The move comes as tensions have worsened in the Korean Peninsula recently amid a series of missile tests and a push by Pyongyang to break with decades of policy and change how it relates to the South.
Analysts have said North Korea’s foreign ministry could take over relations with Seoul, and potentially help justify the use of nuclear weapons against the South in a future war.
While calling for South Korea to be designated as the “number one enemy” in its constitution, Kim also said a war would decimate the South and deal an “unimaginable” defeat to the US, according to KCNA.
Kim also said that if a war breaks out in the Korean peninsula, the country’s constitution should reflect the issue of “occupying”, “recapturing” and “incorporating” the South into its territory.
In a report for the US-based 38 North project last week, former State Department official Robert Carlin and nuclear scientist Siegfried Hecker said they see the situation on the Korean Peninsula as more dangerous than it has been at any time since early June 1950.
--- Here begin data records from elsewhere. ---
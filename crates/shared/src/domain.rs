use std::{
    fmt,
    hash::{Hash, Hasher},
};

use serde::{Deserialize, Serialize};
use url::Url;

use crate::error::InvalidQuery;

/// Catalog identifier of a single search result (the OMDb `imdbID`).
#[derive(Debug, Clone, PartialEq, Eq, Hash, PartialOrd, Ord, Serialize, Deserialize)]
#[serde(transparent)]
pub struct RecordId(pub String);

impl RecordId {
    pub fn new(id: impl Into<String>) -> Self {
        Self(id.into())
    }

    pub fn as_str(&self) -> &str {
        &self.0
    }
}

impl fmt::Display for RecordId {
    fn fmt(&self, f: &mut fmt::Formatter<'_>) -> fmt::Result {
        f.write_str(&self.0)
    }
}

impl From<&str> for RecordId {
    fn from(value: &str) -> Self {
        Self(value.to_string())
    }
}

impl From<String> for RecordId {
    fn from(value: String) -> Self {
        Self(value)
    }
}

/// One catalog entry. Two records are equal when their identifiers are.
#[derive(Debug, Clone, Serialize, Deserialize)]
pub struct ResultRecord {
    pub id: RecordId,
    pub title: String,
    pub year: String,
    pub poster_url: Option<String>,
}

impl PartialEq for ResultRecord {
    fn eq(&self, other: &Self) -> bool {
        self.id == other.id
    }
}

impl Eq for ResultRecord {}

impl Hash for ResultRecord {
    fn hash<H: Hasher>(&self, state: &mut H) {
        self.id.hash(state);
    }
}

/// Records in the order the server returned them.
#[derive(Debug, Clone, Default, PartialEq, Eq, Serialize, Deserialize)]
#[serde(transparent)]
pub struct ResultSet {
    records: Vec<ResultRecord>,
}

impl ResultSet {
    pub fn new(records: Vec<ResultRecord>) -> Self {
        Self { records }
    }

    pub fn len(&self) -> usize {
        self.records.len()
    }

    pub fn is_empty(&self) -> bool {
        self.records.is_empty()
    }

    pub fn records(&self) -> &[ResultRecord] {
        &self.records
    }

    pub fn iter(&self) -> std::slice::Iter<'_, ResultRecord> {
        self.records.iter()
    }

    pub fn get(&self, id: &RecordId) -> Option<&ResultRecord> {
        self.records.iter().find(|record| &record.id == id)
    }

    pub fn contains(&self, id: &RecordId) -> bool {
        self.get(id).is_some()
    }
}

impl FromIterator<ResultRecord> for ResultSet {
    fn from_iter<I: IntoIterator<Item = ResultRecord>>(iter: I) -> Self {
        Self {
            records: iter.into_iter().collect(),
        }
    }
}

impl<'a> IntoIterator for &'a ResultSet {
    type Item = &'a ResultRecord;
    type IntoIter = std::slice::Iter<'a, ResultRecord>;

    fn into_iter(self) -> Self::IntoIter {
        self.records.iter()
    }
}

/// Immutable search request: endpoint, credential and term.
#[derive(Clone, PartialEq, Eq)]
pub struct SearchQuery {
    base_url: Url,
    api_key: String,
    term: String,
}

impl SearchQuery {
    pub fn new(
        base_url: Url,
        api_key: impl Into<String>,
        term: impl AsRef<str>,
    ) -> Result<Self, InvalidQuery> {
        if base_url.cannot_be_a_base() {
            return Err(InvalidQuery::BaseUrl {
                url: base_url.to_string(),
                reason: "url cannot carry query parameters".to_string(),
            });
        }

        let term = term.as_ref().trim();
        if term.is_empty() {
            return Err(InvalidQuery::EmptyTerm);
        }

        Ok(Self {
            base_url,
            api_key: api_key.into(),
            term: term.to_string(),
        })
    }

    pub fn parse(
        base_url: &str,
        api_key: impl Into<String>,
        term: impl AsRef<str>,
    ) -> Result<Self, InvalidQuery> {
        let url = Url::parse(base_url.trim()).map_err(|err| InvalidQuery::BaseUrl {
            url: base_url.to_string(),
            reason: err.to_string(),
        })?;
        Self::new(url, api_key, term)
    }

    pub fn base_url(&self) -> &Url {
        &self.base_url
    }

    pub fn api_key(&self) -> &str {
        &self.api_key
    }

    pub fn term(&self) -> &str {
        &self.term
    }

    /// Full request URL with `apikey` and `s` appended as encoded query pairs.
    pub fn request_url(&self) -> Url {
        let mut url = self.base_url.clone();
        url.query_pairs_mut()
            .append_pair("apikey", &self.api_key)
            .append_pair("s", &self.term);
        url
    }
}

impl fmt::Debug for SearchQuery {
    fn fmt(&self, f: &mut fmt::Formatter<'_>) -> fmt::Result {
        f.debug_struct("SearchQuery")
            .field("base_url", &self.base_url.as_str())
            .field("api_key", &"<redacted>")
            .field("term", &self.term)
            .finish()
    }
}

#[cfg(test)]
#[path = "tests/domain_tests.rs"]
mod tests;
“That may sound overly dramatic, but we believe that, like his grandfather in 1950, Kim Jong Un has made a strategic decision to go to war,” they wrote. “We do not know when or how Kim plans to pull the trigger, but the danger is already far beyond the routine warnings in Washington, Seoul and Tokyo about Pyongyang’s ‘provocations’.”
Other observers have been more optimistic, however, saying the changes simply reflect reality and may help the two Koreas eventually normalise relations.